Sheep kidney pyruvate carboxylase. Studies on the coupling of adenosine triphosphate hydrolysis and CO2 fixation.

Initial velocity and isotope exchange studies confirmed that the over-all reaction, like that catalyzed by pyruvate carboxylase purified from rat liver and chicken liver, was a nonclassical Ping Pong Bi Bi Uni Uni sequence with ATP and HCO3-binding randomly in the Bi Bi partial reaction. Three possible mechanisms for the coupling of ATP hydrolysis and CO2 fixation are considered: (i) Mechanism i, a concerted mechanism without the formation of a kinetically significant or detectable intermediate; (ii) Mechanism ii, activation of the enzyme by ATP to form an activated phosphoenzyme complex which can react with HCO3- by formation of a phosphorylated intermediate. On the basis of other evidence, an activated intermediate containing the ADP moiety was considered improbable. Evidence is presented which indicates that an isotopic exchange between ATP and ADP in the absence of added orthophosphate is not a property of the sheep kidney enzyme. This observation removed the need to postulate either that this exchange is an abortive reaction, or that there is a compulsory formation of a phosphoenzyme intermediate. Two analogues of ADP, alpha,beta-methylene adenosine diphosphate, and adenosine 5'-phosphosulfate, have been used to provide further evidence against Mechanism ii. Both compounds were competitive inhibitors with respect to MgATP2- (Ki values respectively, 0.58 mM and 3.0 mM, compared with 0.17 mM for ADP), but neither could be phosphorylated by the enzyme. Neither analogue could replace ADP in the HCO3-: oxalacetate isotopic exchange reaction, indicating that phosphorylation of ADP is necessary for this exchange to occur, and that Mechanism ii is not applicable.

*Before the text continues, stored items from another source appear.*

use super::demuxer::{DecodedUnit, DemuxRouter, PidStats, Route};
use super::packet::{TsHeader, TsPacket};
use super::sink::DirectorySink;
use super::types::*;
use crate::config::ScanConfig;
use crate::error::{Result, TsError, Warning};
use crate::format::{FrameProgress, FrameSink, NullObserver, ScanObserver};
use crate::utils::BitCursor;
use chrono::{DateTime, Utc};
use log::{info, warn};
use std::collections::BTreeMap;
use std::fmt;
use std::fs::File;
use std::io::{BufReader, ErrorKind, Read};
use std::path::Path;
use tokio::task::JoinHandle;
use tokio_util::sync::CancellationToken;

/// Pulls 188-byte frames out of a byte stream, hunting byte by byte for the
/// sync byte between frames.
#[derive(Debug)]
pub struct FrameReader<R> {
    inner: R,
    skipped_bytes: u64,
}

impl<R: Read> FrameReader<R> {
    pub fn new(inner: R) -> Self {
        Self {
            inner,
            skipped_bytes: 0,
        }
    }

    /// Bytes discarded while looking for sync.
    pub fn skipped_bytes(&self) -> u64 {
        self.skipped_bytes
    }

    fn read_byte(&mut self) -> Result<Option<u8>> {
        let mut byte = [0u8; 1];
        loop {
            match self.inner.read(&mut byte) {
                Ok(0) => return Ok(None),
                Ok(_) => return Ok(Some(byte[0])),
                Err(e) if e.kind() == ErrorKind::Interrupted => continue,
                Err(e) => return Err(e.into()),
            }
        }
    }

    fn fill(&mut self, buf: &mut [u8]) -> Result<usize> {
        let mut filled = 0;
        while filled < buf.len() {
            match self.inner.read(&mut buf[filled..]) {
                Ok(0) => break,
                Ok(n) => filled += n,
                Err(e) if e.kind() == ErrorKind::Interrupted => continue,
                Err(e) => return Err(e.into()),
            }
        }
        Ok(filled)
    }

    /// The next frame, `None` at a clean end of stream.
    ///
    /// Fails with [`TsError::Frame`] when the stream ends inside a frame or
    /// after garbage with no sync byte.
    pub fn next_frame(&mut self) -> Result<Option<[u8; TS_PACKET_SIZE]>> {
        let mut skipped = 0u64;
        loop {
            match self.read_byte()? {
                Some(SYNC_BYTE) => break,
                Some(_) => skipped += 1,
                None if skipped == 0 => return Ok(None),
                None => {
                    self.skipped_bytes += skipped;
                    return Err(TsError::Frame(format!(
                        "no sync byte in the last {} bytes",
                        skipped
                    )));
                }
            }
        }
        if skipped > 0 {
            warn!("lost sync, skipped {} bytes", skipped);
            self.skipped_bytes += skipped;
        }

        let mut frame = [0u8; TS_PACKET_SIZE];
        frame[0] = SYNC_BYTE;
        let filled = self.fill(&mut frame[1..])?;
        if filled < TS_PACKET_SIZE - 1 {
            return Err(TsError::Frame(format!(
                "truncated frame: {} of {} bytes",
                filled + 1,
                TS_PACKET_SIZE
            )));
        }
        Ok(Some(frame))
    }
}

/// How a scan ended.
#[derive(Debug, Clone, PartialEq, Eq)]
pub enum ScanOutcome {
    Completed,
    /// The stream ended inside a frame or lost sync for good.
    Truncated(String),
    Cancelled,
}

/// Final per-PID report of a scan.
#[derive(Debug, Clone)]
pub struct ScanReport {
    pub frames: u64,
    pub pids: BTreeMap<u16, PidStats>,
    pub skipped_bytes: u64,
    pub unit_errors: u64,
    pub warnings: u64,
    pub crc_errors: u64,
    /// Frames on PIDs not yet tied to any program.
    pub dropped_frames: u64,
    pub outcome: ScanOutcome,
    pub started_at: DateTime<Utc>,
    pub finished_at: DateTime<Utc>,
}

impl ScanReport {
    pub fn total_errors(&self) -> u64 {
        self.pids.values().map(|s| s.errors).sum()
    }

    pub fn total_discontinuities(&self) -> u64 {
        self.pids.values().map(|s| s.discontinuities).sum()
    }
}

impl fmt::Display for ScanReport {
    fn fmt(&self, f: &mut fmt::Formatter<'_>) -> fmt::Result {
        for (pid, stats) in &self.pids {
            writeln!(
                f,
                "PID {} {} [{:?}]:",
                Pid(*pid),
                pid_description(*pid),
                stats.role
            )?;
            writeln!(f, "    Total packet count : {}", stats.packets)?;
            writeln!(f, "     Packet loss count : {}", stats.discontinuities)?;
            writeln!(f, "       Duplicate count : {}", stats.duplicates)?;
            writeln!(f, "    Packet error count : {}", stats.errors)?;
            writeln!(f, "-=-=-=-=-=-=-=-=-=-=-=-=-=-=-=-=-=-=-=-=-=-=-=-=-=-=-=-=-=-")?;
        }
        writeln!(
            f,
            "{} frames, {} skipped bytes, {} unit errors, {} warnings, {} CRC errors",
            self.frames, self.skipped_bytes, self.unit_errors, self.warnings, self.crc_errors
        )?;
        let elapsed = self.finished_at - self.started_at;
        write!(
            f,
            "{:?} after {} ms",
            self.outcome,
            elapsed.num_milliseconds()
        )
    }
}

/// Logs progress every `interval` frames plus every warning and unit error.
#[derive(Debug, Clone, Copy)]
pub struct LogObserver {
    interval: u64,
}

impl LogObserver {
    pub fn new(interval: u64) -> Self {
        Self { interval }
    }
}

impl ScanObserver for LogObserver {
    fn on_frame(&mut self, progress: &FrameProgress<'_>) {
        if self.interval == 0 || progress.index % self.interval != 0 {
            return;
        }
        match progress.total {
            Some(total) => info!("[{} / {}] {}", progress.index, total, Pid(progress.pid)),
            None => info!("[{}] {}", progress.index, Pid(progress.pid)),
        }
    }

    fn on_warning(&mut self, pid: u16, warning: &Warning) {
        warn!("{}: {}", Pid(pid), warning);
    }

    fn on_unit_error(&mut self, pid: u16, error: &TsError) {
        warn!("{}: {}", Pid(pid), error);
    }
}

/// Drives a [`DemuxRouter`] over a byte stream, one frame at a time.
pub struct Scanner<R> {
    reader: FrameReader<R>,
    router: DemuxRouter,
    sink: Option<Box<dyn FrameSink>>,
    observer: Box<dyn ScanObserver>,
    cancel: Option<CancellationToken>,
    total_frames: Option<u64>,
    verify_crc: bool,
}

impl Scanner<BufReader<File>> {
    /// Opens a file and derives the frame total from its size.
    pub fn open(path: impl AsRef<Path>) -> Result<Self> {
        let file = File::open(path.as_ref())?;
        let total = file.metadata()?.len() / TS_PACKET_SIZE as u64;
        Ok(Self::new(BufReader::new(file)).with_total_frames(total))
    }

    /// Opens a file and applies `config`.
    pub fn from_config(path: impl AsRef<Path>, config: &ScanConfig) -> Result<Self> {
        let mut scanner = Self::open(path.as_ref())?
            .with_observer(Box::new(LogObserver::new(config.progress_interval)))
            .with_crc_verification(config.verify_crc);
        if config.split {
            let dir = config.output_dir_for(path.as_ref());
            scanner = scanner.with_sink(Box::new(DirectorySink::create(dir)?));
        }
        Ok(scanner)
    }
}

impl<R: Read> Scanner<R> {
    pub fn new(inner: R) -> Self {
        Self {
            reader: FrameReader::new(inner),
            router: DemuxRouter::new(),
            sink: None,
            observer: Box::new(NullObserver),
            cancel: None,
            total_frames: None,
            verify_crc: false,
        }
    }

    pub fn with_sink(mut self, sink: Box<dyn FrameSink>) -> Self {
        self.sink = Some(sink);
        self
    }

    pub fn with_observer(mut self, observer: Box<dyn ScanObserver>) -> Self {
        self.observer = observer;
        self
    }

    /// Checked once per frame; a cancelled token ends the scan with
    /// [`ScanOutcome::Cancelled`].
    pub fn with_cancellation(mut self, token: CancellationToken) -> Self {
        self.cancel = Some(token);
        self
    }

    pub fn with_total_frames(mut self, total: u64) -> Self {
        self.total_frames = Some(total);
        self
    }

    pub fn with_crc_verification(mut self, verify: bool) -> Self {
        self.verify_crc = verify;
        self
    }

    /// Scans to the end of the stream. I/O and sink failures abort with an
    /// error; everything else is counted in the report.
    pub fn run(mut self) -> Result<ScanReport> {
        let started_at = Utc::now();
        info!("scan started");
        let mut frames = 0u64;
        let mut unit_errors = 0u64;
        let mut warnings = 0u64;
        let mut crc_errors = 0u64;
        let mut dropped_frames = 0u64;

        let outcome = loop {
            if self.cancel.as_ref().is_some_and(|t| t.is_cancelled()) {
                info!("scan cancelled after {} frames", frames);
                break ScanOutcome::Cancelled;
            }

            let frame = match self.reader.next_frame() {
                Ok(Some(frame)) => frame,
                Ok(None) => break ScanOutcome::Completed,
                Err(TsError::Frame(reason)) => {
                    warn!("scan stopped: {}", reason);
                    break ScanOutcome::Truncated(reason);
                }
                Err(e) => return Err(e),
            };
            let index = frames;
            frames += 1;

            let packet = match TsPacket::parse(&frame) {
                Ok(packet) => packet,
                Err(error) => {
                    let header = TsHeader::decode(&mut BitCursor::from(&frame[..4]))?;
                    self.router.record_damaged(&header);
                    unit_errors += 1;
                    self.observer.on_unit_error(header.pid, &error);
                    self.observer.on_frame(&FrameProgress {
                        index,
                        total: self.total_frames,
                        pid: header.pid,
                        adaptation: None,
                        error: true,
                    });
                    continue;
                }
            };
            let pid = packet.pid();

            let routed = self.router.process(&packet);
            for warning in packet.warnings() {
                warnings += 1;
                self.observer.on_warning(pid, warning);
            }
            match &routed.unit {
                Some(Ok(DecodedUnit::Section(section))) => {
                    for warning in &section.warnings {
                        warnings += 1;
                        self.observer.on_warning(pid, warning);
                    }
                    if self.verify_crc && section.crc_valid() == Some(false) {
                        crc_errors += 1;
                        warn!("{}: CRC mismatch in table {:#04x}", Pid(pid), section.table_id);
                    }
                    self.observer.on_section(pid, section);
                }
                Some(Ok(DecodedUnit::Pes(pes))) => {
                    warnings += pes.warnings.len() as u64;
                    for warning in &pes.warnings {
                        self.observer.on_warning(pid, warning);
                    }
                    self.observer.on_pes(pid, pes);
                }
                Some(Err(error)) => {
                    unit_errors += 1;
                    self.observer.on_unit_error(pid, error);
                }
                None => {}
            }

            match routed.route {
                Route::Drop => dropped_frames += 1,
                Route::Program(program_map_pid) => {
                    if let Some(sink) = self.sink.as_mut() {
                        sink.write_frame(program_map_pid, &frame)?;
                    }
                }
                Route::Broadcast => {
                    if let Some(sink) = self.sink.as_mut() {
                        for &program_map_pid in self.router.program_map_pids() {
                            sink.write_frame(program_map_pid, &frame)?;
                        }
                    }
                }
            }

            self.observer.on_frame(&FrameProgress {
                index,
                total: self.total_frames,
                pid,
                adaptation: packet.adaptation_field.as_ref(),
                error: packet.header.transport_error,
            });
        };

        if let Some(sink) = self.sink.as_mut() {
            sink.flush()?;
        }
        info!("scan finished after {} frames", frames);

        Ok(ScanReport {
            frames,
            skipped_bytes: self.reader.skipped_bytes(),
            pids: self.router.into_stats(),
            unit_errors,
            warnings,
            crc_errors,
            dropped_frames,
            outcome,
            started_at,
            finished_at: Utc::now(),
        })
    }
}

/// Runs `scanner` on tokio's blocking pool so the caller is not held up by
/// file I/O.
///
/// # Panics
///
/// Panics when called outside the context of a Tokio runtime.
pub fn spawn_scan<R>(scanner: Scanner<R>) -> JoinHandle<Result<ScanReport>>
where
    R: Read + Send + 'static,
{
    tokio::task::spawn_blocking(move || scanner.run())
}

Since Mechanism iii involves formation of a carbonly phosphate intermediate, analogues of this compound, namely, carbamyl phosphate and phosphonacetic acid were used to examine this pathway. The fact that the enzyme catalyzed the synthesis of ATP from ADP and carbamyl phosphate, and that phosphonacetic acid was a noncompetitive inhibitor with respect to MgATP2- (Ki = 0.5 mM) provides strong evidence that a carbonyl phosphate derivative is involved in the reaction mechanism. However, we have not found from initial velocity studies evidence for the formation of this intermediate, and it may therefore have only a transient existence in an essentially concerted reaction.